Anybody But Honey Badger: Gloves Off In GOP Chair Race

  • 14 Comments
  • by: Colorado Pols

With the election for the next chairperson of the Colorado Republican Party coming up fast this weekend, a new coalition has emerged between three of the five candidates in the race with the express goal of ensuring that former Colorado Secretary of State Scott Gessler doesn’t get the job:

Colorado GOP chair candidates Scott Gessler, Kristi Burton Brown.

Try not to chuckle while GOP chair candidates Kristi Burton Brown, Casper Stockham, and Jonathan Lockwood insist that “we not not a party of smears, we are a party of substance!” But it’s clear that something has happened to deepen the acrimony between these candidates and Gessler just a few days before the election.

By most estimates this has been a two-person race between Gessler and the current party vice-chair for some time, with Gessler counting on old school GOP funder support and “KBB” backed by the ideological wing of the party including evangelical conservatives as well as Rep. Lauren Boebert. With that said, former GOP chairman Dick Wadhams has been sounding off with increasing urgency about the misguided message coming from most of the candidates in this race, culminating in a Denver Post op-ed today that minces no words:

Colorado Republicans will be electing a new state chair on March 27 and five candidates are running to succeed the outgoing chair, Congressman Ken Buck. The candidates are former Secretary of State Scott Gessler, GOP vice chairwoman Kristi Burton Brown, Jonathan Lockwood, Rich Mancuso and Casper Stockham. All of the candidates are articulate individuals who have their strengths and weaknesses, but it has been very disappointing to see four of the five contend that the 2020 election might have been stolen. They have expressed varying degrees of actions they would take to expose these conspiracies.

Every minute of time, every ounce of energy, every dollar of money spent on pursuing these conspiracy theories by the new state GOP chair is at the expense of being competitive in the 2022 election [Pols emphasis] when governor, U.S. senator, attorney general, secretary of state, state treasurer, a reapportioned state legislature, and eight redistricted congressional seats — including the addition of a new eighth district — are on the ballot.
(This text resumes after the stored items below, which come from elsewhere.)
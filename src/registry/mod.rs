// Persisted, reference-counted bridge registry.
//
// One directory per bridge under the bridges root:
//
//   bridges/<name>/cidr                   CIDR string
//   bridges/<name>/iface                  upstream gateway interface (optional)
//   bridges/<name>/refcnt                 decimal reference count
//   bridges/<name>/containers/<cname>     allocated IP per container
//   bridges/<name>.lock                   sidecar lock file
//
// Every read-check-write of a bridge's record runs under an exclusive
// advisory lock on the sidecar file, held for the whole critical section,
// so concurrent container operations cannot double-allocate an address or
// corrupt the refcount.

pub mod lock;

use crate::error::{Error, Result};
use crate::net::bridge::{BridgeDevice, BridgeKind};
use crate::net::ipam::{self, Cidr};
use crate::session::Session;
use crate::utils::console::ConsoleLogger;
use crate::utils::filesystem::FileSystemUtils;
use lock::LockGuard;
use std::net::Ipv4Addr;
use std::path::PathBuf;

/// Lifecycle state of a bridge, derived from its persisted record.
#[derive(Debug, Clone, Copy, PartialEq, Eq)]
pub enum BridgeState {
    Absent,
    Allocated,
    InUse,
}

/// Snapshot of a bridge's persisted record.
#[derive(Debug, Clone)]
pub struct BridgeRecord {
    pub name: String,
    pub cidr: Cidr,
    pub kind: BridgeKind,
    pub gateway_iface: Option<String>,
    pub refcount: u32,
    pub containers: Vec<(String, Ipv4Addr)>,
}

/// Observed-vs-expected state for a bridge, for detecting half-built or
/// stale setups (e.g. after a host reboot).
#[derive(Debug, Clone)]
pub struct BridgeStatus {
    pub state: BridgeState,
    pub device_present: bool,
    pub refcount: u32,
    pub containers: Vec<String>,
}

pub struct BridgeRegistry<'a> {
    session: &'a Session,
}

impl<'a> BridgeRegistry<'a> {
    pub fn new(session: &'a Session) -> Self {
        Self { session }
    }

    fn dir(&self, name: &str) -> PathBuf {
        self.session.bridges_root.join(name)
    }

    fn lock_path(&self, name: &str) -> PathBuf {
        self.session.bridges_root.join(format!("{}.lock", name))
    }

    fn lock(&self, name: &str) -> Result<LockGuard> {
        FileSystemUtils::create_dir_all(&self.session.bridges_root)?;
        LockGuard::acquire(&self.lock_path(name), self.session.lock_timeout)
    }

    pub fn exists(&self, name: &str) -> bool {
        self.dir(name).is_dir()
    }

    /// Names of all recorded bridges.
    pub fn list(&self) -> Result<Vec<String>> {
        Ok(FileSystemUtils::dir_entries(&self.session.bridges_root)?
            .into_iter()
            .filter(|n| !n.ends_with(".lock"))
            .collect())
    }

    /// Read a bridge's full record, failing with NotFound when absent.
    pub fn record(&self, name: &str) -> Result<BridgeRecord> {
        let dir = self.dir(name);
        if !dir.is_dir() {
            return Err(Error::NotFound {
                kind: "bridge",
                name: name.to_string(),
            });
        }
        let cidr: Cidr = FileSystemUtils::read_line(dir.join("cidr"))?.parse()?;
        let kind = if dir.join("kind").exists() {
            BridgeKind::parse(&FileSystemUtils::read_line(dir.join("kind"))?)
        } else {
            BridgeKind::Linux
        };
        let gateway_iface = if dir.join("iface").exists() {
            Some(FileSystemUtils::read_line(dir.join("iface"))?)
        } else {
            None
        };
        let refcount = self.read_refcount(name)?;
        let mut containers = Vec::new();
        for cname in FileSystemUtils::dir_entries(dir.join("containers"))? {
            let addr = FileSystemUtils::read_line(dir.join("containers").join(&cname))?
                .parse::<Ipv4Addr>()
                .map_err(|_| Error::InvalidCidr(format!("address record for {}", cname)))?;
            containers.push((cname, addr));
        }
        Ok(BridgeRecord {
            name: name.to_string(),
            cidr,
            kind,
            gateway_iface,
            refcount,
            containers,
        })
    }

    fn read_refcount(&self, name: &str) -> Result<u32> {
        let path = self.dir(name).join("refcnt");
        if !path.exists() {
            return Ok(0);
        }
        Ok(FileSystemUtils::read_line(&path)?.parse().unwrap_or(0))
    }

    fn write_refcount(&self, name: &str, count: u32) -> Result<()> {
        FileSystemUtils::write_line(self.dir(name).join("refcnt"), &count.to_string())
    }

    /// CIDR blocks of all recorded bridges.
    pub fn existing_blocks(&self) -> Result<Vec<Cidr>> {
        let mut blocks = Vec::new();
        for name in self.list()? {
            blocks.push(self.record(&name)?.cidr);
        }
        Ok(blocks)
    }

    /// Pick a free CIDR block for a new bridge, avoiding both recorded
    /// blocks and the host's own network configuration.
    pub fn free_block(&self, size: u32) -> Result<Cidr> {
        let existing = self.existing_blocks()?;
        let host = ipam::host_networks(self.session.exec())?;
        ipam::free_cidr_block(size, &existing, &host)
    }

    /// Create a Linux bridge device and persist its record with
    /// refcount 0.
    pub fn add_bridge(&self, name: &str, cidr: &Cidr, gateway_iface: Option<&str>) -> Result<()> {
        self.add_bridge_kind(name, cidr, gateway_iface, BridgeKind::Linux)
    }

    /// Create a bridge of the given flavor and persist its record.
    pub fn add_bridge_kind(
        &self,
        name: &str,
        cidr: &Cidr,
        gateway_iface: Option<&str>,
        kind: BridgeKind,
    ) -> Result<()> {
        let _guard = self.lock(name)?;
        if self.exists(name) {
            return Err(Error::NameConflict {
                kind: "bridge",
                name: name.to_string(),
            });
        }

        BridgeDevice::create(self.session.exec(), kind, name, cidr, gateway_iface)?;

        let dir = self.dir(name);
        FileSystemUtils::create_dir_all(dir.join("containers"))?;
        FileSystemUtils::write_line(dir.join("cidr"), &cidr.to_string())?;
        if kind != BridgeKind::Linux {
            FileSystemUtils::write_line(dir.join("kind"), kind.as_str())?;
        }
        if let Some(iface) = gateway_iface {
            FileSystemUtils::write_line(dir.join("iface"), iface)?;
        }
        self.write_refcount(name, 0)?;
        tracing::debug!(bridge = name, %cidr, "bridge record created");
        Ok(())
    }

    /// Delete the bridge device and its record. Refuses while containers
    /// still reference the bridge unless forced, in which case the
    /// remaining users are listed as a warning.
    pub fn delete_bridge(&self, name: &str, force: bool) -> Result<()> {
        let _guard = self.lock(name)?;
        let record = self.record(name)?;

        if record.refcount > 0 && !force {
            return Err(Error::BridgeInUse {
                bridge: name.to_string(),
                containers: record.containers.iter().map(|(n, _)| n.clone()).collect(),
            });
        }
        if record.refcount > 0 {
            ConsoleLogger::warning(&format!(
                "force-deleting bridge {} while still in use by:",
                name
            ));
            for (cname, _) in &record.containers {
                ConsoleLogger::item(cname);
            }
        }

        if BridgeDevice::exists(self.session.exec(), name) {
            BridgeDevice::delete(self.session.exec(), record.kind, name)?;
        }
        FileSystemUtils::remove_path(self.dir(name))?;
        FileSystemUtils::remove_path(self.lock_path(name))?;
        Ok(())
    }

    #[allow(dead_code)]
    pub fn inc_ref(&self, name: &str) -> Result<u32> {
        let _guard = self.lock(name)?;
        self.inc_ref_locked(name)
    }

    fn inc_ref_locked(&self, name: &str) -> Result<u32> {
        if !self.exists(name) {
            return Err(Error::NotFound {
                kind: "bridge",
                name: name.to_string(),
            });
        }
        let count = self.read_refcount(name)? + 1;
        self.write_refcount(name, count)?;
        Ok(count)
    }

    /// Decrement the refcount, clamped at zero.
    #[allow(dead_code)]
    pub fn dec_ref(&self, name: &str) -> Result<u32> {
        let _guard = self.lock(name)?;
        if !self.exists(name) {
            return Err(Error::NotFound {
                kind: "bridge",
                name: name.to_string(),
            });
        }
        let count = self.read_refcount(name)?.saturating_sub(1);
        self.write_refcount(name, count)?;
        Ok(count)
    }

    pub fn refcount(&self, name: &str) -> Result<u32> {
        if !self.exists(name) {
            return Err(Error::NotFound {
                kind: "bridge",
                name: name.to_string(),
            });
        }
        self.read_refcount(name)
    }

    /// Allocate a free address from the bridge's block for `container` and
    /// persist the assignment. Runs entirely under the bridge lock.
    #[allow(dead_code)]
    pub fn allocate_address(&self, container: &str, bridge: &str) -> Result<Ipv4Addr> {
        let _guard = self.lock(bridge)?;
        self.allocate_address_locked(container, bridge)
    }

    fn allocate_address_locked(&self, container: &str, bridge: &str) -> Result<Ipv4Addr> {
        let record = self.record(bridge)?;
        let allocated: Vec<Ipv4Addr> = record.containers.iter().map(|(_, a)| *a).collect();
        let addr = ipam::free_address(&record.cidr, &allocated)?;
        FileSystemUtils::write_line(
            self.dir(bridge).join("containers").join(container),
            &addr.to_string(),
        )?;
        Ok(addr)
    }

    /// Attach a container: allocate its address and increment the
    /// refcount inside one critical section, so two concurrent creates
    /// can neither share an address nor lose a count.
    pub fn attach_container(&self, container: &str, bridge: &str) -> Result<Ipv4Addr> {
        let _guard = self.lock(bridge)?;
        let addr = self.allocate_address_locked(container, bridge)?;
        self.inc_ref_locked(bridge)?;
        Ok(addr)
    }

    /// Detach a container: drop its address record and decrement the
    /// refcount in one critical section. Returns the remaining refcount.
    pub fn release_container(&self, container: &str, bridge: &str) -> Result<u32> {
        let _guard = self.lock(bridge)?;
        if !self.exists(bridge) {
            return Err(Error::NotFound {
                kind: "bridge",
                name: bridge.to_string(),
            });
        }
        FileSystemUtils::remove_path(self.dir(bridge).join("containers").join(container))?;
        let count = self.read_refcount(bridge)?.saturating_sub(1);
        self.write_refcount(bridge, count)?;
        Ok(count)
    }

    /// Address allocated to `container` on `bridge`, if any.
    pub fn container_address(&self, container: &str, bridge: &str) -> Result<Option<Ipv4Addr>> {
        let path = self.dir(bridge).join("containers").join(container);
        if !path.exists() {
            return Ok(None);
        }
        let addr = FileSystemUtils::read_line(&path)?
            .parse::<Ipv4Addr>()
            .map_err(|_| Error::InvalidCidr(format!("address record for {}", container)))?;
        Ok(Some(addr))
    }

    /// Recreate the OS device from the persisted record when it is
    /// missing (host reboot). Returns true when the device was recreated.
    pub fn ensure_device(&self, name: &str) -> Result<bool> {
        let _guard = self.lock(name)?;
        let record = self.record(name)?;
        if BridgeDevice::exists(self.session.exec(), name) {
            return Ok(false);
        }
        ConsoleLogger::progress(&format!(
            "bridge device {} missing, recreating from record",
            name
        ));
        BridgeDevice::create(
            self.session.exec(),
            record.kind,
            name,
            &record.cidr,
            record.gateway_iface.as_deref(),
        )?;
        Ok(true)
    }

    /// Observed-vs-expected state for one bridge.
    pub fn status(&self, name: &str) -> Result<BridgeStatus> {
        if !self.exists(name) {
            return Ok(BridgeStatus {
                state: BridgeState::Absent,
                device_present: BridgeDevice::exists(self.session.exec(), name),
                refcount: 0,
                containers: Vec::new(),
            });
        }
        let record = self.record(name)?;
        let state = if record.refcount > 0 {
            BridgeState::InUse
        } else {
            BridgeState::Allocated
        };
        Ok(BridgeStatus {
            state,
            device_present: BridgeDevice::exists(self.session.exec(), name),
            refcount: record.refcount,
            containers: record.containers.into_iter().map(|(n, _)| n).collect(),
        })
    }
}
It’s not a message that will make Donald Trump dead-enders happy, but we have to believe there are Republican activists voting in this weekend’s elections who understand Wadhams is absolutely right that their party cannot continue to relitigate a proven falsehood from the 2020 elections if they want to start recovering from the historic losses of the last two elections in Colorado.
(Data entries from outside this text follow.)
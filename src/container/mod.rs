// Container lifecycle: create, start, stop, destroy, execute, reset.
//
// A container's persisted record lives under the containers root:
//
//   containers/<name>/rootfs/    bind-mount based filesystem
//   containers/<name>/config     LXC configuration
//   containers/<name>/fstab      LXC fstab
//   containers/<name>/bridge     name of the registry bridge it uses
//
// The container runtime itself (lxc-*) is an external collaborator
// reached through the command executor.

pub mod templates;

use crate::error::{Error, Result};
use crate::registry::BridgeRegistry;
use crate::session::Session;
use crate::utils::command::CommandResult;
use crate::utils::console::ConsoleLogger;
use crate::utils::filesystem::FileSystemUtils;
use crate::utils::validation::InputValidator;
use std::path::PathBuf;

/// Host directories bind-mounted read-only into every container.
const BIND_MOUNTED_DIRS: &[&str] = &["/bin", "/sbin", "/lib", "/lib64", "/usr"];

/// Directories created empty in every container filesystem.
const INITIALLY_EMPTY_DIRS: &[&str] = &[
    "/proc",
    "/sys",
    "/dev/pts",
    "/etc/network",
    "/root",
    "/var/run",
    "/tmp",
];

#[derive(Debug, Clone, Copy, PartialEq, Eq)]
pub enum ContainerState {
    Undefined,
    FilesystemReady,
    Configured,
    Running,
    Stopped,
}

pub struct ContainerLifecycle<'a> {
    session: &'a Session,
}

impl<'a> ContainerLifecycle<'a> {
    pub fn new(session: &'a Session) -> Self {
        Self { session }
    }

    fn registry(&self) -> BridgeRegistry<'a> {
        BridgeRegistry::new(self.session)
    }

    fn dir(&self, name: &str) -> PathBuf {
        self.session.containers_root.join(name)
    }

    fn rootfs(&self, name: &str) -> PathBuf {
        self.dir(name).join("rootfs")
    }

    pub fn exists(&self, name: &str) -> bool {
        self.dir(name).is_dir()
    }

    pub fn list(&self) -> Result<Vec<String>> {
        FileSystemUtils::dir_entries(&self.session.containers_root)
    }

    /// The bridge a container is attached to, from its back-reference
    /// record.
    pub fn bridge_of(&self, name: &str) -> Result<String> {
        let path = self.dir(name).join("bridge");
        if !path.exists() {
            return Err(Error::NotFound {
                kind: "container",
                name: name.to_string(),
            });
        }
        FileSystemUtils::read_line(&path)
    }

    /// Create a container attached to `bridge`: filesystem, LXC config,
    /// address allocation, and bridge refcount, in that order. The
    /// address allocation and refcount increment run in one locked
    /// critical section.
    pub fn create(&self, name: &str, bridge: &str, script: bool) -> Result<()> {
        InputValidator::validate_name("container", name)?;
        if self.exists(name) {
            return Err(Error::NameConflict {
                kind: "container",
                name: name.to_string(),
            });
        }
        let registry = self.registry();
        let record = registry.record(bridge)?;

        self.build_filesystem(name)?;

        let dir = self.dir(name);
        let rootfs = self.rootfs(name);
        FileSystemUtils::write_file(
            dir.join("config"),
            &templates::render_config(
                name,
                bridge,
                &rootfs.display().to_string(),
                &dir.join("fstab").display().to_string(),
            ),
        )?;
        FileSystemUtils::write_file(dir.join("fstab"), &templates::render_fstab())?;

        let address = registry.attach_container(name, bridge)?;
        FileSystemUtils::write_line(dir.join("bridge"), bridge)?;

        FileSystemUtils::write_file(
            rootfs.join("etc/network/interfaces"),
            &templates::render_interfaces(address, &record.cidr),
        )?;
        FileSystemUtils::write_file(rootfs.join("etc/hosts"), &templates::render_hosts(name))?;
        FileSystemUtils::write_line(rootfs.join("etc/hostname"), name)?;

        if script {
            let script_path = rootfs.join("run.sh");
            FileSystemUtils::write_file(&script_path, &templates::render_run_script())?;
            FileSystemUtils::make_executable(&script_path)?;
        }

        ConsoleLogger::success(&format!(
            "container {} created on bridge {} with address {}",
            name, bridge, address
        ));
        Ok(())
    }

    /// Build the container filesystem: read-only bind mounts of shared
    /// host directories, empty skeleton directories, device nodes, and a
    /// cleared root password.
    fn build_filesystem(&self, name: &str) -> Result<()> {
        let rootfs = self.rootfs(name);
        FileSystemUtils::create_dir_all(&rootfs)?;

        self.apply_bind_mounts(name)?;

        for dir in INITIALLY_EMPTY_DIRS {
            FileSystemUtils::create_dir_all(rootfs.join(&dir[1..]))?;
        }

        let exec = self.session.exec();
        let random = rootfs.join("dev/random").display().to_string();
        let urandom = rootfs.join("dev/urandom").display().to_string();
        exec.run_checked(&["mknod", &random, "c", "1", "8"])?;
        exec.run_checked(&["mknod", &urandom, "c", "1", "9"])?;

        let rootfs_str = rootfs.display().to_string();
        exec.run_quietly(&["chroot", &rootfs_str, "passwd", "-d", "root"]);
        Ok(())
    }

    /// Bind mount the shared host directories read-only, skipping
    /// anything already mounted so the operation is idempotent.
    fn apply_bind_mounts(&self, name: &str) -> Result<()> {
        let exec = self.session.exec();
        let rootfs = self.rootfs(name);
        for dir in BIND_MOUNTED_DIRS {
            let target = rootfs.join(&dir[1..]);
            FileSystemUtils::create_dir_all(&target)?;
            let target_str = target.display().to_string();
            let mounted = exec
                .run(&["mountpoint", "-q", &target_str])
                .map(|r| r.success)
                .unwrap_or(false);
            if mounted {
                continue;
            }
            exec.run_checked(&["mount", "--bind", dir, &target_str])?;
            exec.run_checked(&["mount", "-o", "remount,ro,bind", &target_str])?;
        }
        Ok(())
    }

    fn remove_bind_mounts(&self, name: &str) {
        let exec = self.session.exec();
        let rootfs = self.rootfs(name);
        for dir in BIND_MOUNTED_DIRS.iter().rev() {
            let target = rootfs.join(&dir[1..]).display().to_string();
            exec.run_quietly(&["umount", "-l", &target]);
        }
    }

    fn require_exists(&self, name: &str) -> Result<()> {
        if !self.exists(name) {
            return Err(Error::NotFound {
                kind: "container",
                name: name.to_string(),
            });
        }
        Ok(())
    }

    /// Start the container, re-establishing its bridge device and bind
    /// mounts first (both disappear across host reboots).
    pub fn start(&self, name: &str, daemon: bool) -> Result<()> {
        self.require_exists(name)?;
        let bridge = self.bridge_of(name)?;
        self.registry().ensure_device(&bridge)?;
        self.apply_bind_mounts(name)?;

        let config = self.dir(name).join("config").display().to_string();
        let mut argv = vec!["lxc-start", "-n", name, "-f", config.as_str()];
        if daemon {
            argv.push("-d");
        }
        self.session.exec().run_checked(&argv)?;
        Ok(())
    }

    /// Stop the container. Its address record stays allocated so a
    /// restart keeps the same slot; only destroy releases it.
    pub fn stop(&self, name: &str) -> Result<()> {
        self.require_exists(name)?;
        self.session
            .exec()
            .run_checked(&["lxc-stop", "-n", name, "--kill"])?;
        Ok(())
    }

    /// Destroy the container: stop it, release its address and bridge
    /// reference, remove bind mounts and the container tree. The bridge
    /// itself is only deleted when `release_bridge` is set and this was
    /// its last user.
    pub fn destroy(&self, name: &str, release_bridge: bool) -> Result<()> {
        self.require_exists(name)?;
        self.session
            .exec()
            .run_quietly(&["lxc-stop", "-n", name, "--kill"]);

        match self.bridge_of(name) {
            Ok(bridge) => {
                let registry = self.registry();
                match registry.release_container(name, &bridge) {
                    Ok(0) if release_bridge => {
                        registry.delete_bridge(&bridge, false)?;
                        ConsoleLogger::info(&format!("released unused bridge {}", bridge));
                    }
                    Ok(_) => {}
                    Err(e) => {
                        ConsoleLogger::warning(&format!(
                            "could not release {} from bridge {}: {}",
                            name, bridge, e
                        ));
                    }
                }
            }
            Err(_) => {
                ConsoleLogger::warning(&format!("container {} has no bridge record", name));
            }
        }

        self.remove_bind_mounts(name);
        FileSystemUtils::remove_path(self.dir(name))?;
        ConsoleLogger::success(&format!("container {} destroyed", name));
        Ok(())
    }

    /// Run a command inside the container via the container runtime,
    /// after making sure its network and filesystem are in place.
    pub fn execute(&self, name: &str, command: &[String]) -> Result<CommandResult> {
        self.require_exists(name)?;
        if command.is_empty() {
            return Err(Error::Validation(
                "specify a command to run in the container".to_string(),
            ));
        }
        let bridge = self.bridge_of(name)?;
        self.registry().ensure_device(&bridge)?;
        self.apply_bind_mounts(name)?;

        let config = self.dir(name).join("config").display().to_string();
        let mut argv = vec!["lxc-execute", "-n", name, "-f", config.as_str(), "--"];
        for part in command {
            argv.push(part);
        }
        self.session.exec().run_checked(&argv)
    }

    /// Re-establish bridges and bind mounts after a host reboot: every
    /// registry record whose device is missing is recreated, and every
    /// container gets its bind mounts re-applied. Container filesystems
    /// and address records are left untouched.
    pub fn reset(&self) -> Result<()> {
        let registry = self.registry();
        for bridge in registry.list()? {
            registry.ensure_device(&bridge)?;
        }
        for container in self.list()? {
            self.apply_bind_mounts(&container)?;
        }
        Ok(())
    }

    /// Current lifecycle state, derived from the persisted record and
    /// the container runtime.
    pub fn state(&self, name: &str) -> ContainerState {
        let dir = self.dir(name);
        if !dir.is_dir() {
            return ContainerState::Undefined;
        }
        if !dir.join("config").exists() {
            return ContainerState::FilesystemReady;
        }
        let running = self
            .session
            .exec()
            .run(&["lxc-info", "-n", name, "-s"])
            .map(|r| r.success && r.stdout.contains("RUNNING"))
            .unwrap_or(false);
        if running {
            ContainerState::Running
        } else if self.dir(name).join("bridge").exists() {
            ContainerState::Stopped
        } else {
            ContainerState::Configured
        }
    }
}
And if you accept that, as a Republican looking to rebuild, who is your choice to be the next party chair? Gessler, who has literally spent the last decade on a fruitless quest to ferret out election fraud that his own investigation proved does not meaningfully exist, or Kristi Burton Brown–who despite having also engaged in election fraud speculation has far less commitment to the false narrative of stolen elections that threaten to blind Republicans from addressing their real problems?

It’s a choice that will speak volumes about the Colorado GOP’s future. A competitive minority adapting to a changed political landscape, or a permanent minority trapped inside their own delusions.

Comments

14 thoughts on “Anybody But Honey Badger: Gloves Off In GOP Chair Race

    1. I'm sure making fun of people's names made you the hit of the fourth grade PE class, Barndance.  But your 234th rendition of "Dickwad" is getting a little old to the adults on Pols.

      Today is Get Some New Material, Barndance, Day.

    1. Yup,  4 of the 5 Colorado candidates might want to take a page from her defense and admit they were just making shit up to appease their mentally diminished capacity president, and that no one should have believed a word out of their mouths.  It’s just about the money, honey!

      Powell is now scoffing in federal court at the idea that anyone could have taken her seriously. “Reasonable people would not accept such statements as fact,”

      When she said, as the nation was spinning into crisis, that she had evidence of “the greatest crime of the century if not the life of the world” — a world that in living memory has witnessed the Holocaust and other unspeakable crimes — Powell meant nothing of the sort, she now admits.

      Powell’s confession that no reasonable person could take her seriously, even when she is leveling profoundly serious charges, is important in itself. The implications are perhaps even more important. For example, the former president of the United States, who touted Powell’s lawsuits and news conferences via his once-deafening Twitter megaphone, is not a reasonable person. 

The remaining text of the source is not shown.